U.S. Senator Ben Sasse (R-NE) speaks during Judge Amy Coney Barrett’s hearing before the Senate Judiciary Committee on Capitol Hill in Washington, DC on October 13, 2020.
Patrick Semansky | Pool | Reuters
Burr, who has announced that he will not seek re-election, had previously voted to dismiss the impeachment proceedings for constitutional reasons. Burr’s term ends in 2022.
“I have listened to the arguments on both sides and considered the facts. The facts are clear,” Burr said in a statement.
“By what he has done and what he has not done, President Trump has violated his oath of office to uphold, protect and defend the United States Constitution,” he said, adding that he did not came to this decision frivolously. “
Cassidy originally said he would dismiss the case on the grounds that it was unconstitutional, but then changed his voice last week, saying Trump’s lawyers had done “terrible” work to clarify the matter.

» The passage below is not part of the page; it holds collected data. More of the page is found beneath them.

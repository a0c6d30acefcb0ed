//! Strategy for null values, chosen for any non-composition node.

use keel_core::Schema;
use serde_json::Value;

use super::Validator;
use crate::dispatcher::{Hints, Validatable, ValidationOutcome};
use crate::error::{ValidationError, ValidationErrorKind};

/// Accepts null unless the node declares `nullable: false`.
pub struct NullValidator;

impl Validator for NullValidator {
    fn coerce_and_validate(
        &self,
        _cx: &dyn Validatable,
        value: Value,
        schema: &Schema,
        _hints: Hints,
    ) -> ValidationOutcome {
        if !value.is_null() {
            return Err(ValidationError::type_mismatch("null", value, schema));
        }
        if !schema.allows_null() {
            return Err(ValidationError::new(ValidationErrorKind::NotNullable, value, schema));
        }
        Ok(value)
    }
}

#[cfg(test)]
mod tests {
    use super::*;
    use crate::validators::test_support::{coercing, strict};
    use keel_core::SchemaType;
    use serde_json::json;

    #[test]
    fn null_passes_every_type_by_default() {
        for schema_type in [
            SchemaType::String,
            SchemaType::Integer,
            SchemaType::Number,
            SchemaType::Boolean,
            SchemaType::Object,
            SchemaType::Array,
        ] {
            let schema = Schema::of_type(schema_type);
            assert_eq!(strict(Value::Null, &schema).unwrap(), Value::Null);
            assert_eq!(coercing(Value::Null, &schema).unwrap(), Value::Null);
        }
    }

    #[test]
    fn explicit_non_nullable_rejects_null() {
        let schema = Schema::string().with_nullable(false);
        let error = strict(Value::Null, &schema).unwrap_err();
        assert_eq!(error.code(), "not_nullable");
    }

    #[test]
    fn rejects_non_null_when_called_directly() {
        let error = NullValidator
            .coerce_and_validate(
                &crate::SchemaValidator::new(
                    &crate::ValidationScope::default_scope(),
                    &keel_core::Options::default(),
                ),
                json!(1),
                &Schema::default(),
                Hints::default(),
            )
            .unwrap_err();
        assert_eq!(error.code(), "type_mismatch");
    }
}
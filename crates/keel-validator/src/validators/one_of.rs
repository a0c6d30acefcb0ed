//! `oneOf` strategy.

use keel_core::Schema;
use serde_json::Value;

use super::Validator;
use crate::dispatcher::{Hints, Validatable, ValidationOutcome};
use crate::error::{CompositionOperator, ValidationError, ValidationErrorKind};

/// Evaluates every sibling; exactly one must accept the value.
///
/// Failure reporting matches `anyOf`: one aggregate error, branch errors at
/// `debug`.
pub struct OneOfValidator;

impl Validator for OneOfValidator {
    fn coerce_and_validate(
        &self,
        cx: &dyn Validatable,
        value: Value,
        schema: &Schema,
        _hints: Hints,
    ) -> ValidationOutcome {
        if value.is_null() && schema.is_explicitly_nullable() {
            return Ok(value);
        }

        let siblings = schema.one_of.as_deref().unwrap_or_default();
        let mut matches: Vec<(usize, Value)> = Vec::new();
        for (branch, sibling) in siblings.iter().enumerate() {
            match cx.validate_schema(value.clone(), Some(sibling), Hints::default()) {
                Ok(coerced) => matches.push((branch, coerced)),
                Err(error) => tracing::debug!(branch, %error, "oneOf branch rejected value"),
            }
        }

        if matches.len() == 1 {
            let (_, coerced) = matches.swap_remove(0);
            return Ok(coerced);
        }

        let detail = if matches.is_empty() {
            format!("value matched none of {} schemas", siblings.len())
        } else {
            let branches: Vec<String> = matches.iter().map(|(branch, _)| branch.to_string()).collect();
            format!(
                "value matched {} of {} schemas (branches {})",
                matches.len(),
                siblings.len(),
                branches.join(", ")
            )
        };
        let kind = ValidationErrorKind::CompositionFailed {
            operator: CompositionOperator::OneOf,
            detail,
        };
        Err(ValidationError::new(kind, value, schema))
    }
}

#[cfg(test)]
mod tests {
    use super::*;
    use crate::validators::test_support::{coercing, strict};
    use pretty_assertions::assert_eq;
    use serde_json::json;

    #[test]
    fn single_match_returns_its_coercion() {
        let schema = Schema::one_of(vec![Schema::integer(), Schema::boolean()]);
        assert_eq!(coercing(json!("7"), &schema).unwrap(), json!(7));
    }

    #[test]
    fn two_matches_fail_and_name_the_branches() {
        let schema = Schema::one_of(vec![Schema::integer(), Schema::number(), Schema::string()]);
        let error = strict(json!(3), &schema).unwrap_err();
        assert_eq!(
            error.kind(),
            &ValidationErrorKind::CompositionFailed {
                operator: CompositionOperator::OneOf,
                detail: "value matched 2 of 3 schemas (branches 0, 1)".into(),
            }
        );
    }

    #[test]
    fn no_match_fails() {
        let schema = Schema::one_of(vec![Schema::integer(), Schema::boolean()]);
        let error = strict(json!("x"), &schema).unwrap_err();
        assert_eq!(
            error.kind(),
            &ValidationErrorKind::CompositionFailed {
                operator: CompositionOperator::OneOf,
                detail: "value matched none of 2 schemas".into(),
            }
        );
    }

    #[test]
    fn implicit_null_matches_every_branch() {
        // Every branch accepts null, so "exactly one" is violated unless the
        // oneOf node itself is nullable.
        let schema = Schema::one_of(vec![Schema::integer(), Schema::string()]);
        assert_eq!(strict(Value::Null, &schema).unwrap_err().code(), "composition_failed");
        let nullable = schema.with_nullable(true);
        assert_eq!(strict(Value::Null, &nullable).unwrap(), Value::Null);
    }
}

“Our constitution and our country are more important than any other person. I voted to condemn President Trump for being guilty,” Cassidy wrote in a statement.
He is already facing a setback in his home country. The Louisiana Republican Party Executive Committee unanimously voted to blame Cassidy for his vote in condemning Trump.
Trump’s defense team denied the former president instigated the attack, arguing that the former president’s rhetoric was protected by the first change. His lawyers also called the trial unconstitutional as Trump was no longer president.
“The Democrats were obsessed with indicting Mr. Trump from the start,” said Trump’s attorney Michael van der Veen in concluding arguments.
“In short, this impeachment was a complete charade from start to finish. The whole spectacle was nothing more than the opposition party’s unreserved pursuit of longstanding political vengeance against Mr. Trump,” he added.
Senior impeachment manager, Rep. Jamie Raskin of Maryland, urged Senators to review in his closing remarks what he called “overwhelming,” “irrefutable,” and “not refuted.”
“This process is ultimately not about Donald Trump. The country and the world know who Donald Trump is. This process is about who we are,” said Raskin.